//! Free text (or a structured locator) to a typed partial record.

use macfit_core::{Category, Chip, Evidence, PartialRecord, SpecField};
use tracing::trace;

use crate::locator::parse_locator;
use crate::rules::{RuleChain, SpecRules};
use crate::Capture;

#[derive(Debug, Clone, Default)]
pub struct SpecExtractor {
    rules: SpecRules,
}

impl SpecExtractor {
    pub fn new(rules: SpecRules) -> Self {
        Self { rules }
    }

    /// Never fails: every field that no rule matches keeps its zero/sentinel default.
    pub fn extract(&self, capture: &Capture) -> PartialRecord {
        match capture.locator.as_deref() {
            Some(locator) => self.extract_locator(locator, capture),
            None => self.extract_text(&capture.fragment, capture),
        }
    }

    fn extract_text(&self, text: &str, capture: &Capture) -> PartialRecord {
        let mut partial = PartialRecord::empty(&capture.base_name, capture.category, &capture.source_ref);

        partial.cpu_cores = apply_chain(&self.rules.cpu_cores, text, SpecField::CpuCores, &mut partial.evidence);
        partial.gpu_cores = apply_chain(&self.rules.gpu_cores, text, SpecField::GpuCores, &mut partial.evidence);
        partial.ram_gb = apply_chain(&self.rules.ram_gb, text, SpecField::RamGb, &mut partial.evidence);
        partial.storage_gb =
            apply_chain(&self.rules.storage_gb, text, SpecField::StorageGb, &mut partial.evidence);
        partial.chip = self.extract_chip(text, capture.category, &mut partial.evidence);
        partial
    }

    fn extract_chip(&self, text: &str, category: Category, evidence: &mut Vec<Evidence>) -> Chip {
        if let Some(m) = self.rules.chip.find(text) {
            evidence.push(Evidence {
                field: SpecField::Chip,
                rule_id: "chip.m_series".to_string(),
                snippet: m.as_str().to_string(),
            });
            return Chip::identified(m.as_str());
        }
        trace!(field = "chip", %category, "extraction gap");
        if category.expects_apple_silicon() {
            Chip::UnknownMSeries
        } else {
            Chip::NotFound
        }
    }

    fn extract_locator(&self, locator: &str, capture: &Capture) -> PartialRecord {
        let Some(specs) = parse_locator(locator) else {
            trace!(locator, "locator has no model/config segments");
            let mut partial = PartialRecord::empty(&capture.base_name, capture.category, &capture.source_ref);
            if capture.category.expects_apple_silicon() {
                partial.chip = Chip::UnknownMSeries;
            }
            return partial;
        };

        let mut partial = PartialRecord::empty(specs.base_name(), capture.category, &capture.source_ref);
        if capture.category.expects_apple_silicon() {
            partial.chip = Chip::UnknownMSeries;
        }
        partial.storage_gb = specs.storage_gb;
        if let Some(token) = &specs.storage_token {
            partial.evidence.push(Evidence {
                field: SpecField::StorageGb,
                rule_id: "locator.storage".to_string(),
                snippet: token.clone(),
            });
        } else {
            trace!(field = "storage_gb", locator, "extraction gap");
        }
        if let Some(size) = &specs.display_size {
            partial.evidence.push(Evidence {
                field: SpecField::DisplaySize,
                rule_id: "locator.display_size".to_string(),
                snippet: size.clone(),
            });
        }
        if let Some(color) = &specs.color {
            partial.evidence.push(Evidence {
                field: SpecField::Color,
                rule_id: "locator.color".to_string(),
                snippet: color.clone(),
            });
        }
        partial.display_size = specs.display_size;
        partial.color = specs.color;
        partial
    }
}

fn apply_chain(chain: &RuleChain, text: &str, field: SpecField, evidence: &mut Vec<Evidence>) -> u32 {
    match chain.first_match(text) {
        Some(hit) => {
            evidence.push(Evidence {
                field,
                rule_id: hit.rule_id.to_string(),
                snippet: hit.snippet,
            });
            hit.value
        }
        None => {
            trace!(?field, "extraction gap");
            0
        }
    }
}

#[cfg(test)]
mod tests {
    use super::*;

    fn mac_capture(text: &str) -> Capture {
        Capture::from_text(text, Category::MacBook, "https://www.apple.com/in/shop/buy-mac/macbook-air/13-inch")
            .with_base_name("13-inch MacBook Air")
    }

    #[test]
    fn extracts_all_fields_from_a_mac_fragment() {
        let extractor = SpecExtractor::default();
        let partial = extractor.extract(&mac_capture(
            "Apple M3 Pro chip with 11-Core CPU, 14-Core GPU 18GB unified memory 512GB SSD storage ₹1,99,900.00",
        ));
        assert_eq!(partial.chip, Chip::Identified("M3PRO".into()));
        assert_eq!(partial.cpu_cores, 11);
        assert_eq!(partial.gpu_cores, 14);
        assert_eq!(partial.ram_gb, 18);
        assert_eq!(partial.storage_gb, 512);
        assert_eq!(partial.base_name, "13-inch MacBook Air");
        assert_eq!(
            partial.evidence_for(SpecField::StorageGb).map(|e| e.rule_id.as_str()),
            Some("storage.gb")
        );
    }

    #[test]
    fn terabyte_storage_is_reported_in_gigabytes() {
        let extractor = SpecExtractor::default();
        let tb = extractor.extract(&mac_capture("M4 Max 1TB SSD Storage 36GB unified memory"));
        assert_eq!(tb.storage_gb, 1024);
        let gb = extractor.extract(&mac_capture("M4 512GB SSD"));
        assert_eq!(gb.storage_gb, 512);
    }

    #[test]
    fn unmatched_fields_keep_defaults_and_mac_chip_gets_sentinel() {
        let extractor = SpecExtractor::default();
        let partial = extractor.extract(&mac_capture("Space Black, 256GB SSD"));
        assert_eq!(partial.chip, Chip::UnknownMSeries);
        assert_eq!(partial.cpu_cores, 0);
        assert_eq!(partial.gpu_cores, 0);
        assert_eq!(partial.ram_gb, 0);
        assert!(partial.evidence_for(SpecField::Chip).is_none());

        let phone = extractor.extract(&Capture::from_text("256GB storage", Category::IPhone, "ref"));
        assert_eq!(phone.chip, Chip::NotFound);
    }

    #[test]
    fn locator_path_reads_identity_from_the_path() {
        let extractor = SpecExtractor::default();
        let capture = Capture::from_locator(
            "https://www.apple.com/in/shop/buy-iphone/iphone-16-pro/6.9%22-display-512gb-white-titanium",
            Category::IPhone,
            vec!["₹1,64,900.00".to_string()],
        );
        let partial = extractor.extract(&capture);
        assert_eq!(partial.base_name, "iPhone 16 Pro Max");
        assert_eq!(partial.storage_gb, 512);
        assert_eq!(partial.display_size.as_deref(), Some("6.9"));
        assert_eq!(partial.color.as_deref(), Some("white titanium"));
        assert_eq!(partial.chip, Chip::NotFound);
        assert_eq!(partial.ram_gb, 0);
    }
}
____________________
## Brief
Print out the whole listing, with every line exactly as it appears.

## Task output
//! Free text (or a structured locator) to a typed partial record.

use macfit_core::{Category, Chip, Evidence, PartialRecord, SpecField};
use tracing::trace;

use crate::locator::parse_locator;
use crate::rules::{RuleChain, SpecRules};
use crate::Capture;

#[derive(Debug, Clone, Default)]
pub struct SpecExtractor {
    rules: SpecRules,
}

impl SpecExtractor {
    pub fn new(rules: SpecRules) -> Self {
        Self { rules }
    }

    /// Never fails: every field that no rule matches keeps its zero/sentinel default.
    pub fn extract(&self, capture: &Capture) -> PartialRecord {
        match capture.locator.as_deref() {
            Some(locator) => self.extract_locator(locator, capture),
            None => self.extract_text(&capture.fragment, capture),
        }
    }

    fn extract_text(&self, text: &str, capture: &Capture) -> PartialRecord {
        let mut partial = PartialRecord::empty(&capture.base_name, capture.category, &capture.source_ref);

        partial.cpu_cores = apply_chain(&self.rules.cpu_cores, text, SpecField::CpuCores, &mut partial.evidence);
        partial.gpu_cores = apply_chain(&self.rules.gpu_cores, text, SpecField::GpuCores, &mut partial.evidence);
        partial.ram_gb = apply_chain(&self.rules.ram_gb, text, SpecField::RamGb, &mut partial.evidence);
        partial.storage_gb =
            apply_chain(&self.rules.storage_gb, text, SpecField::StorageGb, &mut partial.evidence);
        partial.chip = self.extract_chip(text, capture.category, &mut partial.evidence);
        partial
    }

    fn extract_chip(&self, text: &str, category: Category, evidence: &mut Vec<Evidence>) -> Chip {
        if let Some(m) = self.rules.chip.find(text) {
            evidence.push(Evidence {
                field: SpecField::Chip,
                rule_id: "chip.m_series".to_string(),
                snippet: m.as_str().to_string(),
            });
            return Chip::identified(m.as_str());
        }
        trace!(field = "chip", %category, "extraction gap");
        if category.expects_apple_silicon() {
            Chip::UnknownMSeries
        } else {
            Chip::NotFound
        }
    }

    fn extract_locator(&self, locator: &str, capture: &Capture) -> PartialRecord {
        let Some(specs) = parse_locator(locator) else {
            trace!(locator, "locator has no model/config segments");
            let mut partial = PartialRecord::empty(&capture.base_name, capture.category, &capture.source_ref);
            if capture.category.expects_apple_silicon() {
                partial.chip = Chip::UnknownMSeries;
            }
            return partial;
        };

        let mut partial = PartialRecord::empty(specs.base_name(), capture.category, &capture.source_ref);
        if capture.category.expects_apple_silicon() {
            partial.chip = Chip::UnknownMSeries;
        }
        partial.storage_gb = specs.storage_gb;
        if let Some(token) = &specs.storage_token {
            partial.evidence.push(Evidence {
                field: SpecField::StorageGb,
                rule_id: "locator.storage".to_string(),
                snippet: token.clone(),
            });
        } else {
            trace!(field = "storage_gb", locator, "extraction gap");
        }
        if let Some(size) = &specs.display_size {
            partial.evidence.push(Evidence {
                field: SpecField::DisplaySize,
                rule_id: "locator.display_size".to_string(),
                snippet: size.clone(),
            });
        }
        if let Some(color) = &specs.color {
            partial.evidence.push(Evidence {
                field: SpecField::Color,
                rule_id: "locator.color".to_string(),
                snippet: color.clone(),
            });
        }
        partial.display_size = specs.display_size;
        partial.color = specs.color;
        partial
    }
}

fn apply_chain(chain: &RuleChain, text: &str, field: SpecField, evidence: &mut Vec<Evidence>) -> u32 {
    match chain.first_match(text) {
        Some(hit) => {
            evidence.push(Evidence {
                field,
                rule_id: hit.rule_id.to_string(),
                snippet: hit.snippet,
            });
            hit.value
        }
        None => {
            trace!(?field, "extraction gap");
            0
        }
    }
}

#[cfg(test)]
mod tests {
    use super::*;

    fn mac_capture(text: &str) -> Capture {
        Capture::from_text(text, Category::MacBook, "https://www.apple.com/in/shop/buy-mac/macbook-air/13-inch")
            .with_base_name("13-inch MacBook Air")
    }

    #[test]
    fn extracts_all_fields_from_a_mac_fragment() {
        let extractor = SpecExtractor::default();
        let partial = extractor.extract(&mac_capture(
            "Apple M3 Pro chip with 11-Core CPU, 14-Core GPU 18GB unified memory 512GB SSD storage ₹1,99,900.00",
        ));
        assert_eq!(partial.chip, Chip::Identified("M3PRO".into()));
        assert_eq!(partial.cpu_cores, 11);
        assert_eq!(partial.gpu_cores, 14);
        assert_eq!(partial.ram_gb, 18);
        assert_eq!(partial.storage_gb, 512);
        assert_eq!(partial.base_name, "13-inch MacBook Air");
        assert_eq!(
            partial.evidence_for(SpecField::StorageGb).map(|e| e.rule_id.as_str()),
            Some("storage.gb")
        );
    }

    #[test]
    fn terabyte_storage_is_reported_in_gigabytes() {
        let extractor = SpecExtractor::default();
        let tb = extractor.extract(&mac_capture("M4 Max 1TB SSD Storage 36GB unified memory"));
        assert_eq!(tb.storage_gb, 1024);
        let gb = extractor.extract(&mac_capture("M4 512GB SSD"));
        assert_eq!(gb.storage_gb, 512);
    }

    #[test]
    fn unmatched_fields_keep_defaults_and_mac_chip_gets_sentinel() {
        let extractor = SpecExtractor::default();
        let partial = extractor.extract(&mac_capture("Space Black, 256GB SSD"));
        assert_eq!(partial.chip, Chip::UnknownMSeries);
        assert_eq!(partial.cpu_cores, 0);
        assert_eq!(partial.gpu_cores, 0);
        assert_eq!(partial.ram_gb, 0);
        assert!(partial.evidence_for(SpecField::Chip).is_none());

        let phone = extractor.extract(&Capture::from_text("256GB storage", Category::IPhone, "ref"));
        assert_eq!(phone.chip, Chip::NotFound);
    }

    #[test]
    fn locator_path_reads_identity_from_the_path() {
        let extractor = SpecExtractor::default();
        let capture = Capture::from_locator(
            "https://www.apple.com/in/shop/buy-iphone/iphone-16-pro/6.9%22-display-512gb-white-titanium",
            Category::IPhone,
            vec!["₹1,64,900.00".to_string()],
        );
        let partial = extractor.extract(&capture);
        assert_eq!(partial.base_name, "iPhone 16 Pro Max");
        assert_eq!(partial.storage_gb, 512);
        assert_eq!(partial.display_size.as_deref(), Some("6.9"));
        assert_eq!(partial.color.as_deref(), Some("white titanium"));
        assert_eq!(partial.chip, Chip::NotFound);
        assert_eq!(partial.ram_gb, 0);
    }
}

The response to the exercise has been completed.